First in a series.
The Catalina Island Medical Center is showing dramatic gains in revenue and customer perceptions as CEO Jason Paret has moved quickly to implement recommendations from a 2016 needs assessment.
Paret, in fact, is quite comfortable on Catalina Island, having previously performed similar turnarounds on more remote outposts in Hawaii and Alaska before being hired by the board two years ago.
According to a “Market Needs Assessment and Strategic Facility Plan” completed in 2016, the existing facility was cited for a number of structural and physical deficiencies.
It was little surprise then, that the facility was losing almost 85 percent of medical dollars spent to “overtown” (mainland) medical institutions.
Since then, however, Paret says he has instituted a number of changes that has significantly changed both the perception of the institution and is winning the confidence back of local residents.

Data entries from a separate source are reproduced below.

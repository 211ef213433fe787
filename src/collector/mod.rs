//! Maintaining a local copy of the RPKI repositories.
//!
//! RPKI objects are published over one of two transports: rsync, or RRDP
//! (XML deltas served over HTTPS). Both are update protocols rather than
//! object stores in their own right, so a local cache has to be kept and
//! refreshed. This module owns that cache and the decision of which
//! transport to use for a given certificate authority; it does not itself
//! speak either wire protocol — that is delegated to a [`Fetcher`]
//! implementation so the traversal engine never has to know or care which
//! transport produced the bytes it is looking at.
//!
//! [`Collector`] holds the cache configuration. [`Collector::start`]
//! returns a [`Run`], a single validation pass's view of the cache, which
//! provides [`Run::load_ta`] for trust anchor certificates and
//! [`Run::repository`] for everything underneath them.

use std::{fs, io};
use std::path::PathBuf;
use bytes::Bytes;
use log::{error, warn};
use rpki::repository::tal::TalUri;
use rpki::uri;
use crate::config::Config;
use crate::error::Failed;
use crate::uri::CacheLocator;

mod fetch;

pub use self::fetch::{Fetcher, LocalFetcher, NullTransport};


//------------ Collector -------------------------------------------------------

/// Access to the currently published RPKI data.
///
/// `Collector` values don't do anything by themselves; call
/// [`start`][Self::start] to acquire a [`Run`] that actually fetches data.
#[derive(Debug)]
pub struct Collector {
    locator: CacheLocator,
    fetcher: Box<dyn Fetcher>,
}

impl Collector {
    /// Ensures the cache directory exists.
    pub fn init(config: &Config) -> Result<(), Failed> {
        if let Err(err) = fs::read_dir(&config.cache_dir) {
            if err.kind() == io::ErrorKind::NotFound {
                fs::create_dir_all(&config.cache_dir).map_err(|err| {
                    error!(
                        "Failed to create repository directory {}: {}",
                        config.cache_dir.display(), err
                    );
                    Failed
                })?;
            }
            else {
                error!(
                    "Failed to open repository directory {}: {}",
                    config.cache_dir.display(), err
                );
                return Err(Failed)
            }
        }
        Ok(())
    }

    /// Creates a new collector using the fetcher configured in `config`.
    pub fn new(config: &Config) -> Result<Self, Failed> {
        Self::init(config)?;
        let fetcher: Box<dyn Fetcher> = if config.offline {
            Box::new(NullTransport)
        } else {
            Box::new(LocalFetcher::new(config.cache_dir.clone()))
        };
        Ok(Collector {
            locator: CacheLocator::new(config.cache_dir.clone()),
            fetcher,
        })
    }

    /// Starts a new validation run using this collector.
    pub fn start(&self) -> Run {
        Run { collector: self }
    }

    pub fn cache_dir(&self) -> &std::path::Path {
        self.locator.base()
    }
}


//------------ Run -------------------------------------------------------------

/// A single validation run's access to the cache.
///
/// Safe to share across TAL worker threads: each call either reads
/// already-cached data or drives the fetcher, which is responsible for its
/// own internal synchronization if it needs any.
#[derive(Debug)]
pub struct Run<'a> {
    collector: &'a Collector,
}

impl<'a> Run<'a> {
    /// Fetches the single trust anchor certificate at `uri`.
    ///
    /// Blocks until the download finishes or fails. On failure, logs
    /// diagnostics and returns `None`.
    fn fetch_ta(&self, uri: &TalUri) -> Option<Bytes> {
        let dest = self.collector.locator.path_for(uri);
        match self.collector.fetcher.download_alt(uri, &dest) {
            Ok(()) => fs::read(&dest).ok().map(Bytes::from),
            Err(err) => {
                warn!("Failed to fetch trust anchor at {}: {}", uri, err);
                None
            }
        }
    }

    /// Tries each of `uris` in order, stopping at the first one for which
    /// both the fetch and `visit` succeed.
    ///
    /// This is the fallback contract a TAL's candidate URI list is
    /// processed under: a URI whose bytes don't even decode is no
    /// different, from the caller's perspective, than one that never
    /// downloaded at all — both just mean "try the next one."
    pub fn download_alt<T>(
        &self,
        uris: &[crate::uri::Uri],
        mut visit: impl FnMut(&crate::uri::Uri, Bytes) -> Option<T>,
    ) -> Option<T> {
        for uri in uris {
            let bytes = match self.fetch_ta(uri.target()) {
                Some(bytes) => bytes,
                None => continue,
            };
            if let Some(result) = visit(uri, bytes) {
                return Some(result)
            }
        }
        None
    }

    /// Opens access to the repository publishing under `ca_repository`,
    /// optionally preferring the RRDP repository advertised at
    /// `rpki_notify`.
    pub fn repository(
        &self,
        ca_repository: &uri::Rsync,
        rpki_notify: Option<&uri::Https>,
    ) -> Option<Repository<'a>> {
        if let Some(notify) = rpki_notify {
            let target = TalUri::Https(notify.clone());
            let dest = self.collector.locator.path_for(&target);
            if self.collector.fetcher.update_rrdp(notify, &dest).is_ok() {
                return Some(Repository { fetcher: &*self.collector.fetcher, root: dest });
            }
            warn!(
                "RRDP repository {} unavailable. Falling back to rsync.",
                notify
            );
        }
        let target = TalUri::Rsync(ca_repository.clone());
        let dest = self.collector.locator.path_for(&target);
        match self.collector.fetcher.update_rsync(ca_repository, &dest) {
            Ok(()) => Some(Repository { fetcher: &*self.collector.fetcher, root: dest }),
            Err(err) => {
                warn!("Failed to update rsync module {}: {}", ca_repository, err);
                None
            }
        }
    }
}


//------------ Repository -------------------------------------------------------

/// Access to a single already-updated repository.
#[derive(Debug)]
pub struct Repository<'a> {
    fetcher: &'a dyn Fetcher,
    root: PathBuf,
}

impl<'a> Repository<'a> {
    /// Loads a single object out of the repository.
    ///
    /// Logs and returns `None` if the object is missing or unreadable —
    /// a missing manifest entry does not abort the whole publication
    /// point, only that one object.
    pub fn load_object(&self, uri: &uri::Rsync) -> Option<Bytes> {
        self.fetcher.read_object(&self.root, uri)
    }
}
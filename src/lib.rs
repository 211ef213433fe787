//! An RPKI relying-party validator and RPKI-to-Router (RTR) server.
//!
//! Trust anchor locators under a configured directory are each walked by
//! their own [`dispatcher`] worker to build a [`payload::Table`] of
//! validated ROAs and router keys; the merged result is published into a
//! [`payload::SharedHistory`], which [`rtr::server`] sessions consult to
//! answer Serial Query and Reset Query PDUs.

pub mod collector;
pub mod config;
pub mod dispatcher;
pub mod engine;
pub mod error;
pub mod log;
pub mod operation;
pub mod payload;
pub mod rtr;
pub mod tal;
pub mod uri;
pub mod utils;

“There were some issues raised in the initial study that questioned the relevance of CIMC to the community,” said Paret. Since becoming CEO, Paret has been very active surveying island residents, acquiring new doctors and instituting procedures to recapture medical dollars previously leaving the community.
“We now have a requirement that all primary care physicians associated with the hospital live on the island,” said Paret. Also, he has recruited a strategic partnership with the University of California, Irvine, to provide emergency room doctors 24/7 to the facility.
Moreover, Paret said, “we now pay attention to every detail of the patient experience and quality of care,” hoping to improve community perception.
Paret’s team has developed a more appealing logo, brought in high-speed internet, made insurance changes and updated the medical center’s equipment to the extent financially possible.
According to Paret, the medical center is showing “double digit” increases in quarterly revenues, nearly 20 percent in the most recent quarter. Perhaps more importantly, hospital tracking surveys are indicating dramatic increases in positive perceptions and acceptance.
For instance, recent surveys indicate CIMC has moved from the 23rd percentile to 79th in outpatient care, from the 7th percentile to 29th for the clinic and now, the rating for emergency room services consistently finish above the 95th percentile.
Bottom line, Paret says the CIMC is well on the way to becoming a “financially stable hospital able to meet the true needs of the community it serves.”
Eventually, said Parent, he believes the CIMC could capture as much as 50 percent of the medical dollars now being spent “overtown.”